Las colectividades, como las personas, aspiran a superar el presente para realizar su potencial. La opresión es bloquearlas no por accidente, por inconsciencia o por ignorancia sino por la voluntad contraria, es decir, por la mala voluntad de negarles el ser y rebautizarlas como se rebautiza un esclavo con el nombre del dueño. El futuro no es algo objetivo que se obtenga estirando la mano; es el resultado incierto de la interacción entre las personas, el corolario de una relación que puede facilitar su advenimiento u obstaculizar su desenlace. Europa no es sólo el origen de Cataluña; es su vocación y su destino. Poner barreras a este destino es oprimir.
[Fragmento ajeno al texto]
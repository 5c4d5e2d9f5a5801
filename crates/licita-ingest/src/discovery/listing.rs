//! Discovery by scraping an HTML index page

use super::{retain_since, ArchiveDescriptor, ArchiveNaming, DiscoveryStrategy};
use crate::error::{IngestError, Result};
use crate::framework::HttpClient;
use async_trait::async_trait;
use chrono::NaiveDate;
use scraper::{Html, Selector};
use std::collections::HashSet;
use std::sync::Arc;
use tracing::{debug, error};
use url::Url;

/// Name fragments identifying procurement archives in an index page
const ARCHIVE_MARKERS: &[&str] = &["placsp", "licitacionesperfilescontratante"];

/// Reads archive links from a browsable index
pub struct ListingStrategy {
    http: Arc<HttpClient>,
    naming: Arc<ArchiveNaming>,
}

impl ListingStrategy {
    pub fn new(http: Arc<HttpClient>, naming: Arc<ArchiveNaming>) -> Self {
        Self { http, naming }
    }
}

#[async_trait]
impl DiscoveryStrategy for ListingStrategy {
    fn name(&self) -> &'static str {
        "listing"
    }

    async fn discover(
        &self,
        base_url: &str,
        since: Option<NaiveDate>,
    ) -> Result<Vec<ArchiveDescriptor>> {
        let html = match self.http.get_text(base_url).await {
            Ok(html) => html,
            Err(e) => {
                error!(url = %base_url, error = %e, "Failed to fetch archive index");
                return Ok(Vec::new());
            },
        };

        let mut archives: Vec<ArchiveDescriptor> = archive_links(&html, base_url)?
            .into_iter()
            .map(|(filename, url)| self.naming.describe(filename, url))
            .collect();

        retain_since(&mut archives, since);
        archives.sort();
        Ok(archives)
    }
}

/// Archive links of an index page as `(filename, absolute url)` pairs
pub fn archive_links(html: &str, base_url: &str) -> Result<Vec<(String, String)>> {
    let mut base = Url::parse(base_url)?;
    if !base.path().ends_with('/') && !base.path().ends_with(".html") && !base.path().ends_with(".htm") {
        let path = format!("{}/", base.path());
        base.set_path(&path);
    }

    let document = Html::parse_document(html);
    let selector = Selector::parse("a[href]")
        .map_err(|e| IngestError::Parse(format!("Invalid link selector: {}", e)))?;

    let mut seen = HashSet::new();
    let mut links = Vec::new();

    for element in document.select(&selector) {
        let Some(href) = element.value().attr("href") else {
            continue;
        };
        let href = href.trim();
        let path_part = href.split(['?', '#']).next().unwrap_or(href);
        let Some(filename) = path_part.rsplit('/').next().filter(|f| !f.is_empty()) else {
            continue;
        };

        let lowered = filename.to_lowercase();
        if !lowered.ends_with(".zip") || !ARCHIVE_MARKERS.iter().any(|m| lowered.contains(m)) {
            continue;
        }

        let absolute = match base.join(href) {
            Ok(url) => url.to_string(),
            Err(e) => {
                debug!(href = %href, error = %e, "Skipping unresolvable link");
                continue;
            },
        };

        if seen.insert(absolute.clone()) {
            links.push((filename.to_string(), absolute));
        }
    }

    debug!(count = links.len(), url = %base_url, "Archive links found in index");
    Ok(links)
}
Para los catalanes, el Pirineo nunca ha sido ninguna frontera; ha sido siempre la columna vertebral de una nación abortada. En cambio, la anti-Europa siempre ha levantado barreras: desde el ancho de vía ferroviaria hasta los disuasivos controles en la frontera del 29 de febrero pasado, pasando por la autarquía, la desobediencia al Tribunal de Justicia de la Unión Europea y la voluntad primero de impedir y después de revocar las actas de los eurodiputados, los intentos de clausurar las delegaciones exteriores y el esfuerzo para obstaculizar los contactos diplomáticos y empresariales y para censurar o dificultar las actividades académicas en universidades extranjeras con miedo cerval al uso de la palabra sin restricciones.
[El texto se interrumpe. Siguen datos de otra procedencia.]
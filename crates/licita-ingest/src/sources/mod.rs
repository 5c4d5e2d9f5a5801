//! Procurement sources
//!
//! A source knows how to fetch its raw items and how to turn one raw item into
//! a [`SourceRecord`]. Everything after that (normalization, sinks, run
//! statistics) is shared and lives in [`crate::pipeline`].

pub mod boe;
pub mod placsp;

pub use boe::{BoeSource, BulletinItem};
pub use placsp::PlacspSource;

use crate::error::Result;
use crate::feed::FeedEntry;
use crate::framework::ItemId;
use crate::normalize::SourceRecord;
use async_trait::async_trait;
use chrono::NaiveDate;
use licita_common::{ContractStatus, ProcessingStats};

/// One unit of raw source data, parsed independently of its siblings
#[derive(Debug, Clone)]
pub enum RawItem {
    Entry(FeedEntry),
    Bulletin(BulletinItem),
}

impl ItemId for RawItem {
    fn item_id(&self) -> String {
        match self {
            RawItem::Entry(entry) => entry.item_id(),
            RawItem::Bulletin(item) => item.identifier.clone(),
        }
    }
}

/// Output of a source fetch
#[derive(Debug, Default)]
pub struct Fetched {
    pub items: Vec<RawItem>,
    /// Statistics of the fetch stage (archives or bulletin days)
    pub stats: ProcessingStats,
    pub mixed_groups: bool,
}

#[async_trait]
pub trait Source: Send + Sync {
    /// Registry key, e.g. `placsp`
    fn name(&self) -> &'static str;

    /// Platform label stamped on every contract
    fn platform(&self) -> &'static str;

    /// Status used when the published one is missing or unknown
    fn default_status(&self) -> ContractStatus;

    /// Fetch everything published on or after `since`
    ///
    /// Per-archive and per-day failures are folded into [`Fetched::stats`];
    /// only configuration problems are returned as errors.
    async fn fetch(&self, since: NaiveDate) -> Result<Fetched>;

    /// Turn one raw item into a record; `Ok(None)` when it carries none
    fn parse(&self, item: &RawItem) -> Result<Option<SourceRecord>>;
}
Opresión es impedir con violencia, injusticias y cárceles el alcanzar la condición de europeos como catalanes. Concedérsela como españoles es una manera de privarles de ella, o al revés, una manera de anular la catalanidad. El celo del Estado español en mantener a los catalanes por debajo del nivel de participación en la construcción del futuro continental es una manera notoria de opresión, pues impone una desigualdad política en la falta de representación directa y reduce la catalanidad a algo heterónomo, a un objeto sin volición ni libertad, a una supervivencia no futurible.
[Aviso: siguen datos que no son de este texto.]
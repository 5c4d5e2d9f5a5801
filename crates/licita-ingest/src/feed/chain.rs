//! Following `previous-archive` links across feed documents

use super::parser::parse_feed;
use super::FeedEnvelope;
use crate::error::Result;
use crate::framework::{HttpClient, RateLimiter};
use std::collections::HashSet;
use std::sync::Arc;
use std::time::Duration;
use tracing::{debug, error, info, warn};
use url::Url;

/// Why a chain walk stopped; none of these is an error for the run
#[derive(Debug, Clone, PartialEq, Eq)]
pub enum ChainEnd {
    /// The last document had no previous-archive link
    EndOfChain,
    /// The iteration cap was reached
    MaxIterations,
    /// The link pointed at an already visited URL
    Cycle(String),
    /// A document could not be fetched or parsed
    Failed { url: String, error: String },
}

/// Documents collected by one walk, oldest first
#[derive(Debug, Clone)]
pub struct FollowedChain {
    pub feeds: Vec<FeedEnvelope>,
    /// URLs fetched, in fetch order (newest first)
    pub visited: Vec<String>,
    pub end: ChainEnd,
}

/// Resolve a possibly relative link against the document it came from
pub fn resolve_link(current: &str, link: &str) -> Result<String> {
    Ok(Url::parse(current)?.join(link)?.to_string())
}

/// Fetches are paced by the limiter shared with the rest of the source
pub struct ChainFollower {
    http: Arc<HttpClient>,
    limiter: Arc<RateLimiter>,
    timeout: Duration,
}

impl ChainFollower {
    pub fn new(http: Arc<HttpClient>, limiter: Arc<RateLimiter>) -> Self {
        let timeout = http.settings().feed_timeout();
        Self {
            http,
            limiter,
            timeout,
        }
    }

    /// Walk the chain starting at `start_url`
    ///
    /// At most `max_iterations` documents are fetched and no URL is fetched
    /// twice. The result is reversed so that it reads oldest first.
    pub async fn follow_chain(&self, start_url: &str, max_iterations: usize) -> FollowedChain {
        let mut feeds = Vec::new();
        let mut visited = Vec::new();
        let mut seen = HashSet::new();
        let mut current = Some(start_url.to_string());
        let mut end = ChainEnd::EndOfChain;

        while let Some(url) = current.take() {
            if visited.len() >= max_iterations {
                info!(url = %start_url, max_iterations, "Chain iteration cap reached");
                end = ChainEnd::MaxIterations;
                break;
            }
            if !seen.insert(url.clone()) {
                warn!(url = %url, "Cycle detected in feed chain");
                end = ChainEnd::Cycle(url);
                break;
            }
            visited.push(url.clone());

            let feed = match self.fetch(&url).await {
                Ok(feed) => feed,
                Err(e) => {
                    error!(url = %url, error = %e, "Feed chain interrupted");
                    end = ChainEnd::Failed {
                        url,
                        error: e.to_string(),
                    };
                    break;
                },
            };

            current = match feed.next_archive_link.as_deref() {
                Some(link) => match resolve_link(&url, link) {
                    Ok(next) => Some(next),
                    Err(e) => {
                        error!(url = %url, link = %link, error = %e, "Unresolvable previous-archive link");
                        end = ChainEnd::Failed {
                            url: link.to_string(),
                            error: e.to_string(),
                        };
                        None
                    },
                },
                None => None,
            };
            debug!(url = %url, entries = feed.entries.len(), next = ?current, "Followed feed");
            feeds.push(feed);
        }

        feeds.reverse();
        info!(
            url = %start_url,
            documents = feeds.len(),
            end = ?end,
            "Feed chain collected"
        );

        FollowedChain {
            feeds,
            visited,
            end,
        }
    }

    async fn fetch(&self, url: &str) -> Result<FeedEnvelope> {
        self.limiter.acquire().await;
        let bytes = self.http.get_bytes_with_timeout(url, self.timeout).await?;
        parse_feed(&bytes, Some(url))
    }
}

#[cfg(test)]
#[allow(clippy::unwrap_used, clippy::expect_used)]
mod tests {
    use super::*;
    use crate::config::HttpSettings;
    use std::sync::Mutex;
    use std::time::Instant;
    use wiremock::matchers::{method, path};
    use wiremock::{Mock, MockServer, Request, Respond, ResponseTemplate};

    fn feed_xml(id: &str, previous: Option<&str>) -> String {
        let link = previous
            .map(|p| format!(r#"<link rel="previous-archive" href="{}"/>"#, p))
            .unwrap_or_default();
        format!(
            r#"<feed xmlns="http://www.w3.org/2005/Atom"><id>{id}</id>{link}
               <entry><id>{id}-e</id><title>t</title><content>x</content></entry></feed>"#
        )
    }

    async fn serve(server: &MockServer, route: &str, body: String) {
        Mock::given(method("GET"))
            .and(path(route))
            .respond_with(ResponseTemplate::new(200).set_body_string(body))
            .mount(server)
            .await;
    }

    fn follower() -> ChainFollower {
        follower_paced(0.0)
    }

    fn follower_paced(requests_per_second: f64) -> ChainFollower {
        let http = HttpClient::new(HttpSettings {
            max_retries: 0,
            ..HttpSettings::default()
        })
        .unwrap();
        ChainFollower::new(Arc::new(http), Arc::new(RateLimiter::new(requests_per_second)))
    }

    /// Serves a chain document and records when it was requested
    struct Timed {
        body: String,
        arrivals: Arc<Mutex<Vec<Instant>>>,
    }

    impl Respond for Timed {
        fn respond(&self, _request: &Request) -> ResponseTemplate {
            self.arrivals.lock().unwrap().push(Instant::now());
            ResponseTemplate::new(200).set_body_string(self.body.clone())
        }
    }

    #[test]
    fn test_resolve_link() {
        assert_eq!(
            resolve_link("https://host.es/sindicacion/a/feed.atom", "feed_1.atom").unwrap(),
            "https://host.es/sindicacion/a/feed_1.atom"
        );
        assert_eq!(
            resolve_link("https://host.es/sindicacion/a/feed.atom", "/other/feed_1.atom").unwrap(),
            "https://host.es/other/feed_1.atom"
        );
        assert_eq!(
            resolve_link("https://host.es/a.atom", "https://mirror.es/b.atom").unwrap(),
            "https://mirror.es/b.atom"
        );
    }

    #[tokio::test]
    async fn test_follows_to_end_oldest_first() {
        let server = MockServer::start().await;
        serve(&server, "/feeds/c.atom", feed_xml("c", Some("b.atom"))).await;
        serve(&server, "/feeds/b.atom", feed_xml("b", Some("/feeds/a.atom"))).await;
        serve(&server, "/feeds/a.atom", feed_xml("a", None)).await;

        let chain = follower()
            .follow_chain(&format!("{}/feeds/c.atom", server.uri()), 10)
            .await;

        let ids: Vec<_> = chain.feeds.iter().map(|f| f.feed_id.as_str()).collect();
        assert_eq!(ids, vec!["a", "b", "c"]);
        assert_eq!(chain.end, ChainEnd::EndOfChain);
        assert_eq!(chain.visited.len(), 3);
    }

    #[tokio::test]
    async fn test_stops_on_cycle() {
        let server = MockServer::start().await;
        serve(&server, "/b.atom", feed_xml("b", Some("a.atom"))).await;
        serve(&server, "/a.atom", feed_xml("a", Some("b.atom"))).await;

        let chain = follower()
            .follow_chain(&format!("{}/b.atom", server.uri()), 10)
            .await;

        assert_eq!(chain.feeds.len(), 2);
        assert!(matches!(chain.end, ChainEnd::Cycle(ref url) if url.ends_with("/b.atom")));
        let unique: HashSet<_> = chain.visited.iter().collect();
        assert_eq!(unique.len(), chain.visited.len());
    }

    #[tokio::test]
    async fn test_respects_iteration_cap() {
        let server = MockServer::start().await;
        for i in 0..6 {
            serve(
                &server,
                &format!("/f{}.atom", i),
                feed_xml(&format!("f{}", i), Some(&format!("f{}.atom", i + 1))),
            )
            .await;
        }

        let chain = follower()
            .follow_chain(&format!("{}/f0.atom", server.uri()), 3)
            .await;

        assert_eq!(chain.feeds.len(), 3);
        assert_eq!(chain.end, ChainEnd::MaxIterations);
        assert_eq!(chain.feeds[0].feed_id, "f2");
    }

    #[tokio::test]
    async fn test_failure_keeps_collected_documents() {
        let server = MockServer::start().await;
        serve(&server, "/new.atom", feed_xml("new", Some("gone.atom"))).await;

        let chain = follower()
            .follow_chain(&format!("{}/new.atom", server.uri()), 10)
            .await;

        assert_eq!(chain.feeds.len(), 1);
        assert!(matches!(chain.end, ChainEnd::Failed { ref url, .. } if url.ends_with("/gone.atom")));
    }

    #[tokio::test]
    async fn test_chain_requests_are_paced() {
        let server = MockServer::start().await;
        let arrivals = Arc::new(Mutex::new(Vec::new()));
        for i in 0..4 {
            let previous = (i < 3).then(|| format!("p{}.atom", i + 1));
            Mock::given(method("GET"))
                .and(path(format!("/p{}.atom", i)))
                .respond_with(Timed {
                    body: feed_xml(&format!("p{}", i), previous.as_deref()),
                    arrivals: Arc::clone(&arrivals),
                })
                .mount(&server)
                .await;
        }

        // 20 requests per second: documents are fetched at least 50ms apart
        let chain = follower_paced(20.0)
            .follow_chain(&format!("{}/p0.atom", server.uri()), 10)
            .await;
        assert_eq!(chain.feeds.len(), 4);
        assert_eq!(chain.end, ChainEnd::EndOfChain);

        let seen = arrivals.lock().unwrap().clone();
        assert_eq!(seen.len(), 4);
        for pair in seen.windows(2) {
            assert!(
                pair[1] - pair[0] >= Duration::from_millis(45),
                "fetches only {:?} apart",
                pair[1] - pair[0]
            );
        }
    }
}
Lo que define la opresión es la prohibición de alterar la situación en sentido positivo, de expandir los límites dentro de los cuales se pretende cerrar la vida, desde el idioma a la competitividad geopolítica y, en relación con ambas expresiones vitales, la dignidad y la altura del pensamiento. Es por ello que una forma de rebelión eficaz y no imputable penalmente, consiste en superar la frontera cultural plantándose en medio de Europa con un conjunto de acciones constructivas que comporten un movimiento hacia la libertad y una prenda de europeización. Esta voluntad de diferenciación y no el río Ebro es la frontera sur de Europa y el sentido profundo de la batalla que libran los políticos catalanes en el exilio. Las victorias obtenidas en los tribunales por Gonzalo Boye, Wolfgang Schomburg y Aamer Anwar tienen de contrapunto necesario la elegancia política de Carles Puigdemont, Toni Comín y Clara Ponsatí. La crispación y grosería que ensucian las causas más justas son extrañas a estos políticos y la pulcritud que ponen en la fachada europea del independentismo distingue el pleito catalán del populismo. La serenidad en la acusación es la denuncia más eficaz de la falsa armonía que proclama el Estado español de puertas afuera, mientras promete restablecerla a condición de que Europa le haga obsequio de los rebeldes que se han atrevido perturbarla.